Михаил хмуро кивнул, но тут же ободряюще улыбнулся ей:

– Может, прямого столкновения и не случится. Надо постараться остановить Корнилова, пока он не дошел до Петрограда. И ради этого можно временно объединиться с правительством.

На эту-то задачу кинули все силы. День, предполагавшийся стать праздником, превратился в немного суматошную, но четко организованную работу. Лиза бегала по городу, организовывая систему связи с посыльными от каждого района при штаб-квартире Петербургского комитета и круглосуточные дежурства. Петр с Михаилом сосредоточились на военном планировании и общей организации не только большевиков, но и других левых групп, направляя все ресурсы на борьбу с Корниловым. Наталья отправилась в штаб для изготовления листовок, призывающих рабочих и солдат к оружию.

В помещении военки стоял гвалт: разговаривали люди, шумели печатные машины. В комнатах теснились солдаты, рабочие, пропагандисты, агитаторы. Вся эта толпа шумела, двигалась, торопилась, брала газеты, листовки, книжки, вливалась в помещение и выливалась из него.

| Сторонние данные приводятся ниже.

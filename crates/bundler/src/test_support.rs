use std::collections::HashMap;
use std::path::Path;

use metadata::{RawTags, TagReader};

/// Tag reader keyed by file name so tests do not depend on resolved paths.
#[derive(Default)]
pub struct FakeTags {
    by_name: HashMap<String, RawTags>,
    fallback: Option<RawTags>,
}

fn raw(
    artist: &str,
    album: &str,
    title: &str,
    track: Option<&str>,
    genre: Option<&str>,
) -> RawTags {
    RawTags {
        title: Some(title.to_string()),
        artist: Some(artist.to_string()),
        album: Some(album.to_string()),
        track_number: track.map(str::to_string),
        genre: genre.map(str::to_string),
    }
}

impl FakeTags {
    pub fn new() -> Self {
        Self::default()
    }

    pub fn with(
        mut self,
        file_name: &str,
        artist: &str,
        album: &str,
        title: &str,
        track: Option<&str>,
        genre: Option<&str>,
    ) -> Self {
        self.by_name
            .insert(file_name.to_string(), raw(artist, album, title, track, genre));
        self
    }

    pub fn fallback(
        mut self,
        artist: &str,
        album: &str,
        title: &str,
        track: Option<&str>,
        genre: Option<&str>,
    ) -> Self {
        self.fallback = Some(raw(artist, album, title, track, genre));
        self
    }
}

impl TagReader for FakeTags {
    fn read_tags(&self, path: &Path) -> RawTags {
        let name = path
            .file_name()
            .map(|n| n.to_string_lossy().to_string())
            .unwrap_or_default();
        self.by_name
            .get(&name)
            .or(self.fallback.as_ref())
            .cloned()
            .unwrap_or_default()
    }
}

Неподалеку от Натальи какой-то рабочий требовал немедленно направить к ним на завод агитатора, поскольку военный наряд солдат только что отказался повиноваться офицеру-черносотенцу и необходимо использовать это настроение. Другой рабочий требовал литературы для распространения в расположенной по соседству с заводом воинской части. В дальнем углу группа рабочих договаривалась с двумя солдатами, как наладить вынос винтовок из цейхгауза. Шум, толкотня, новые группы солдат и рабочих, вливавшихся в помещение, беспрерывные телефонные звонки.

Наталья привычно не обращала внимания на окружающую обстановку, сосредоточившись на работе: отточенными жестами заправляла бумагу, опускала раму, нажимала рычаг, вынимала и складывала в стопку готовые листовки.

– Как дела? – раздался за спиной негромкий голос, однако пробившийся сквозь царящий вокруг гомон.

Наталья вздрогнула, резко обернувшись, и обнаружила улыбавшегося Михаила.

– Извините, что напугал, – покаялся тот с веселыми искрами в глазах.

Наталья улыбнулась в ответ. Вопреки любым трудностям и тревогам, стоило ей увидеть Михаила, как в груди разливалась безудержная радость. Это одновременно смущало и окрыляло ее. Особенно, когда он вот так смотрел – с теплотой и любованием в темных глазах.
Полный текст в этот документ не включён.